Concurrency issues with FILE ccache

Fri Apr 9 11:35:26 EDT 2021

Am 2021-04-06 um 19:28 schrieb Greg Hudson:
> On 4/6/21 11:48 AM, Osipov, Michael (LDA IT PLM) wrote:
>> gssapi.raw.misc.GSSError: Major (851968): Unspecified GSS failure.  Minor code may provide more information, Minor (100001): Failed to store credentials: Internal credentials cache error (filename: /tmp/krb5cc_1000)
> 
> This is not expected, and bears investigation.  It suggests an EINVAL,
> EEXIST, EFAULT, EBADF, or EWOULDBLOCK error from one of the I/O
> operations performed by fcc_store(), none of which are expected.  If
> you're building libkrb5, you could try modifying interpret_error() to
> pass those error codes through in order to find out which one is happening.
> 
> Getting multiple cache entries for a service is normal when multiple
> threads or processes initiate contexts to the same (new) service within
> a short window.
> 

Hi Greg,

so I was able to properly compile and install 1.19.1 in the GitLab 
Runner and verified that py-gssapi picks it up from LD_LIBRARY_PATH.
Unfortunately, 1.19.1 still suffers from the same problem as 1.17. I 
tried to narrow it down with strace, but that changes the runtime 
behavior of the application and the error disappears.

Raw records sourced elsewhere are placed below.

//! Shared test fixture: a bare origin repository seeded through a working
//! clone, and a service configuration pointing at it.

#![allow(dead_code)]

use std::path::{Path, PathBuf};
use std::process::Command;

use serde_json::Value;
use tempfile::TempDir;

use git_json_api::core::config::{Config, Signature};
use git_json_api::core::vars::ContentVars;
use git_json_api::repo::Repo;

/// A bare origin plus a working clone used to seed test data.
pub struct TestOrigin {
    dir: TempDir,
    origin: PathBuf,
    work: PathBuf,
    clone: PathBuf,
    /// Commit ids recorded after every seeded commit, oldest first.
    pub versions: Vec<String>,
}

impl TestOrigin {
    /// Create a bare origin with `master` as its default branch.
    pub fn new() -> Self {
        let dir = TempDir::new().expect("create temp dir");
        let origin = dir.path().join("origin.git");
        let work = dir.path().join("work");
        let clone = dir.path().join("clone");

        std::fs::create_dir(&origin).expect("create origin dir");
        run_git(&origin, &["init", "--bare"]);
        run_git(&origin, &["symbolic-ref", "HEAD", "refs/heads/master"]);

        run_git(
            dir.path(),
            &["clone", origin.to_str().unwrap(), work.to_str().unwrap()],
        );
        run_git(&work, &["config", "user.email", "test@example.com"]);
        run_git(&work, &["config", "user.name", "Test User"]);
        run_git(&work, &["checkout", "-B", "master"]);

        Self {
            dir,
            origin,
            work,
            clone,
            versions: Vec::new(),
        }
    }

    /// Path of the bare origin repository.
    pub fn origin_path(&self) -> &Path {
        &self.origin
    }

    /// Write a JSON document into the working clone and commit it.
    /// Returns the new commit id.
    pub fn commit_file(&mut self, path: &str, value: &Value) -> String {
        let file = self.work.join(path);
        if let Some(parent) = file.parent() {
            std::fs::create_dir_all(parent).expect("create parent dirs");
        }
        let pretty = serde_json::to_string_pretty(value).expect("serialize");
        std::fs::write(&file, format!("{pretty}\n")).expect("write file");

        run_git(&self.work, &["add", path]);
        run_git(&self.work, &["commit", "-m", &format!("Add {path}")]);

        let id = run_git_capture(&self.work, &["rev-parse", "HEAD"]);
        self.versions.push(id.clone());
        id
    }

    /// Push the working clone's master to the origin.
    pub fn push(&self) {
        run_git(&self.work, &["push", "origin", "master"]);
    }

    /// Refresh the working clone after the service pushed to the origin.
    pub fn pull(&self) {
        run_git(&self.work, &["pull", "origin", "master"]);
    }

    /// The last seeded commit id.
    pub fn head(&self) -> &str {
        self.versions.last().expect("no commits seeded")
    }

    /// The origin's current tip of `branch`.
    pub fn origin_tip(&self, branch: &str) -> String {
        run_git_capture(&self.origin, &["rev-parse", branch])
    }

    /// Subject line of the origin's tip commit on `branch`.
    pub fn origin_tip_subject(&self, branch: &str) -> String {
        run_git_capture(&self.origin, &["log", "-1", "--format=%s", branch])
    }

    /// Whether the origin has a branch of the given name.
    pub fn branch_exists(&self, branch: &str) -> bool {
        Command::new("git")
            .args(["rev-parse", "--verify", "--quiet", branch])
            .current_dir(&self.origin)
            .output()
            .expect("git rev-parse failed to start")
            .status
            .success()
    }

    /// Parent count of a commit in the origin.
    pub fn parent_count(&self, commit: &str) -> usize {
        run_git_capture(&self.origin, &["rev-list", "--parents", "-n", "1", commit])
            .split_whitespace()
            .count()
            - 1
    }

    /// Service configuration pointing at this origin.
    pub fn config(&self) -> Config {
        Config {
            repo_uri: self.origin.to_str().unwrap().to_string(),
            repo_path: self.clone.clone(),
            port: 0,
            signature: Signature::default(),
            vars: ContentVars::default(),
        }
    }

    /// Open the service repo facade against this origin.
    pub async fn open_repo(&self) -> Repo {
        Repo::open(&self.config()).await.expect("open repo")
    }
}

/// Run a git command in the given directory, panicking on failure.
pub fn run_git(dir: &Path, args: &[&str]) {
    run_git_capture(dir, args);
}

/// Run a git command and capture trimmed stdout.
pub fn run_git_capture(dir: &Path, args: &[&str]) -> String {
    let output = Command::new("git")
        .args(args)
        .current_dir(dir)
        .output()
        .expect("git command failed to start");

    if !output.status.success() {
        panic!(
            "git {:?} failed: {}",
            args,
            String::from_utf8_lossy(&output.stderr)
        );
    }

    String::from_utf8(output.stdout)
        .expect("git output not UTF-8")
        .trim()
        .to_string()
}
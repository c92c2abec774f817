//! core::vars
//!
//! Content variable substitution.
//!
//! Environment pairs of the form `GIT_JSON_API_VAR_BASE_URL=https://x` define
//! a `${baseUrl}` placeholder. File content read from the repository has
//! placeholders substituted with their values before parsing; content about
//! to be persisted has values substituted back to placeholders. Both
//! directions are pure string transforms, independent of JSON structure.

use std::collections::BTreeMap;

/// Environment prefix for content variables.
pub const VAR_PREFIX: &str = "GIT_JSON_API_VAR_";

/// A set of content variables.
///
/// Variables are held sorted by placeholder name so substitution order is
/// deterministic.
#[derive(Debug, Clone, Default, PartialEq, Eq)]
pub struct ContentVars {
    /// placeholder name (camelCase, without `${}`) -> value
    vars: BTreeMap<String, String>,
}

impl ContentVars {
    /// Build from explicit (name, value) pairs. Names are used verbatim.
    pub fn new(pairs: impl IntoIterator<Item = (String, String)>) -> Self {
        Self {
            vars: pairs.into_iter().collect(),
        }
    }

    /// Collect variables from the process environment.
    ///
    /// `GIT_JSON_API_VAR_BASE_URL=v` becomes the `baseUrl` variable.
    pub fn from_env() -> Self {
        Self::new(std::env::vars().filter_map(|(key, value)| {
            key.strip_prefix(VAR_PREFIX)
                .map(|suffix| (camel_case(suffix), value))
        }))
    }

    /// Whether no variables are defined.
    pub fn is_empty(&self) -> bool {
        self.vars.is_empty()
    }

    /// Replace `${name}` placeholders with their values (read side).
    pub fn replace_variables_with_values(&self, content: &str) -> String {
        self.vars.iter().fold(content.to_string(), |acc, (name, value)| {
            acc.replace(&format!("${{{name}}}"), value)
        })
    }

    /// Replace literal value occurrences with `${name}` placeholders
    /// (write side).
    pub fn replace_values_with_variables(&self, content: &str) -> String {
        self.vars.iter().fold(content.to_string(), |acc, (name, value)| {
            if value.is_empty() {
                acc
            } else {
                acc.replace(value, &format!("${{{name}}}"))
            }
        })
    }
}

/// Convert a `SHOUTY_SNAKE` environment suffix to `camelCase`.
fn camel_case(s: &str) -> String {
    let mut out = String::with_capacity(s.len());
    for (i, segment) in s.split('_').filter(|seg| !seg.is_empty()).enumerate() {
        let lower = segment.to_ascii_lowercase();
        if i == 0 {
            out.push_str(&lower);
        } else {
            let mut chars = lower.chars();
            if let Some(first) = chars.next() {
                out.push(first.to_ascii_uppercase());
                out.push_str(chars.as_str());
            }
        }
    }
    out
}

#[cfg(test)]
mod tests {
    use super::*;

    fn vars() -> ContentVars {
        ContentVars::new([
            ("baseUrl".to_string(), "https://example.com".to_string()),
            ("token".to_string(), "s3cret".to_string()),
        ])
    }

    #[test]
    fn camel_case_conversion() {
        assert_eq!(camel_case("BASE_URL"), "baseUrl");
        assert_eq!(camel_case("TOKEN"), "token");
        assert_eq!(camel_case("A_B_C"), "aBC");
    }

    #[test]
    fn variables_to_values() {
        let content = r#"{"url": "${baseUrl}/api", "auth": "${token}"}"#;
        assert_eq!(
            vars().replace_variables_with_values(content),
            r#"{"url": "https://example.com/api", "auth": "s3cret"}"#
        );
    }

    #[test]
    fn values_to_variables() {
        let content = r#"{"url": "https://example.com/api"}"#;
        assert_eq!(
            vars().replace_values_with_variables(content),
            r#"{"url": "${baseUrl}/api"}"#
        );
    }

    #[test]
    fn round_trip() {
        let original = r#"{"url": "${baseUrl}/api", "auth": "${token}"}"#;
        let expanded = vars().replace_variables_with_values(original);
        assert_eq!(vars().replace_values_with_variables(&expanded), original);
    }

    #[test]
    fn unknown_placeholders_pass_through() {
        let content = r#"{"x": "${notDefined}"}"#;
        assert_eq!(vars().replace_variables_with_values(content), content);
    }

    #[test]
    fn empty_set_is_identity() {
        let none = ContentVars::default();
        assert!(none.is_empty());
        let content = r#"{"url": "${baseUrl}"}"#;
        assert_eq!(none.replace_variables_with_values(content), content);
        assert_eq!(none.replace_values_with_variables(content), content);
    }
}
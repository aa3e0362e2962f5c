//! Storage backends for the broadcast queue.
//!
//! The queue protocol only needs a handful of primitives from its backing store:
//! inserting a pending message, reading the pending messages of a channel in creation
//! order, atomically updating the status of a single message, and reading the active
//! recipients of a channel. These are expressed as the [`QueueStore`] and
//! [`RecipientDirectory`] traits so the protocol can run against SQLite in production
//! and against an in-memory store in tests.

use std::{future::Future, pin::Pin};

use crate::{
    channel::Channel,
    error::Error,
    message::{MessageStatus, QueuedMessage},
    recipient::RecipientContact,
};

pub mod memory;
pub mod sqlite;

/// Future returned by store operations.
pub type StoreFuture<'a, T> = Pin<Box<dyn Future<Output = Result<T, Error>> + 'a>>;

/// Durable table of outbound messages, one per channel.
///
/// Implementations must make [`QueueStore::update_status`] atomic for a single row;
/// callers never wrap store calls in multi-statement transactions.
pub trait QueueStore: Send + Sync + 'static {
    /// Inserts a new message in `Pending` status and returns the stored row.
    ///
    /// The store assigns the ID and the creation time.
    fn insert_pending<'a>(
        &'a self,
        channel: Channel,
        body: String,
        triggered_by: String,
    ) -> StoreFuture<'a, QueuedMessage>;

    /// Returns every `Pending` message of `channel`, oldest first.
    ///
    /// Messages with equal creation times are ordered by ID.
    fn select_pending<'a>(&'a self, channel: Channel) -> StoreFuture<'a, Vec<QueuedMessage>>;

    /// Sets the status of message `id` and returns the updated rows.
    ///
    /// No check is made on the previous status. An unknown ID updates nothing and
    /// yields an empty list. Moving to `Sent` records `sent_at` the first time only.
    fn update_status<'a>(
        &'a self,
        channel: Channel,
        id: i64,
        status: MessageStatus,
    ) -> StoreFuture<'a, Vec<QueuedMessage>>;

    /// Returns up to `limit` messages of `channel`, newest first, optionally only those
    /// in `status`.
    fn select_recent<'a>(
        &'a self,
        channel: Channel,
        status: Option<MessageStatus>,
        limit: u32,
    ) -> StoreFuture<'a, Vec<QueuedMessage>>;
}

/// Read-only view of the emergency contacts.
pub trait RecipientDirectory: Send + Sync + 'static {
    /// Returns the active recipients that have a contact address for `channel`.
    fn select_active_recipients<'a>(
        &'a self,
        channel: Channel,
    ) -> StoreFuture<'a, Vec<RecipientContact>>;
}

I did patch the 
fcc_store() funtion:
> $ git diff
> diff --git a/src/lib/krb5/ccache/cc_file.c b/src/lib/krb5/ccache/cc_file.c
> index 9a9b45a6e..7f604c0f4 100644
> --- a/src/lib/krb5/ccache/cc_file.c
> +++ b/src/lib/krb5/ccache/cc_file.c
> @@ -1000,8 +1000,9 @@ fcc_store(krb5_context context, krb5_ccache id, krb5_creds *creds)
>      if (ret)
>          goto cleanup;
>      nwritten = write(fileno(fp), buf.data, buf.len);
> -    if (nwritten == -1)
> +    if (nwritten == -1) {
>          ret = interpret_errno(context, errno);
> +        printf("errno: %d, ret: %d\n", errno, ret); }
>      if ((size_t)nwritten != buf.len)
>          ret = KRB5_CC_IO;

but the output did not appear. Then I patched the interpret_errno() 
dirctly for the internal error:
> @@ -1293,6 +1294,7 @@ interpret_errno(krb5_context context, int errnum)
>      case EWOULDBLOCK:
>  #endif
>          ret = KRB5_FCC_INTERNAL;
> +        printf("errnum: %d, ret: %d\n", errnum, ret);
>          break;
>      /*
>       * The rest all map to KRB5_CC_IO.  These errnos are listed to
I had exactly one faiure in the job and received exactly this:
> errnum: 17, ret: -1765328188
which maps to EEXIST

I am quite sure that this is a race condition where stat() is performed, 
file does not exist, open() with write is performed, in parallel it is 
already created and the later call returns in EEXIST.
I assumed it to be fcc_initialize() and added a printf():
> fcc_initialize()
> errnum: 17, ret: -1765328188
> fcc_initialize()
> errnum: 17, ret: -1765328188

What now?

Michael